▶ [Task requirements]
Could you write out the data that follows, exactly and in full?

▶ [Recorded information]
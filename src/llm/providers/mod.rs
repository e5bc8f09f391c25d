pub mod anthropic;
pub mod openai_compatible;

▶ [Solution to this task]
filename src/llm/providers/mod.rs
repository e5bc8f09f391c25d
pub mod anthropic;
pub mod openai_compatible;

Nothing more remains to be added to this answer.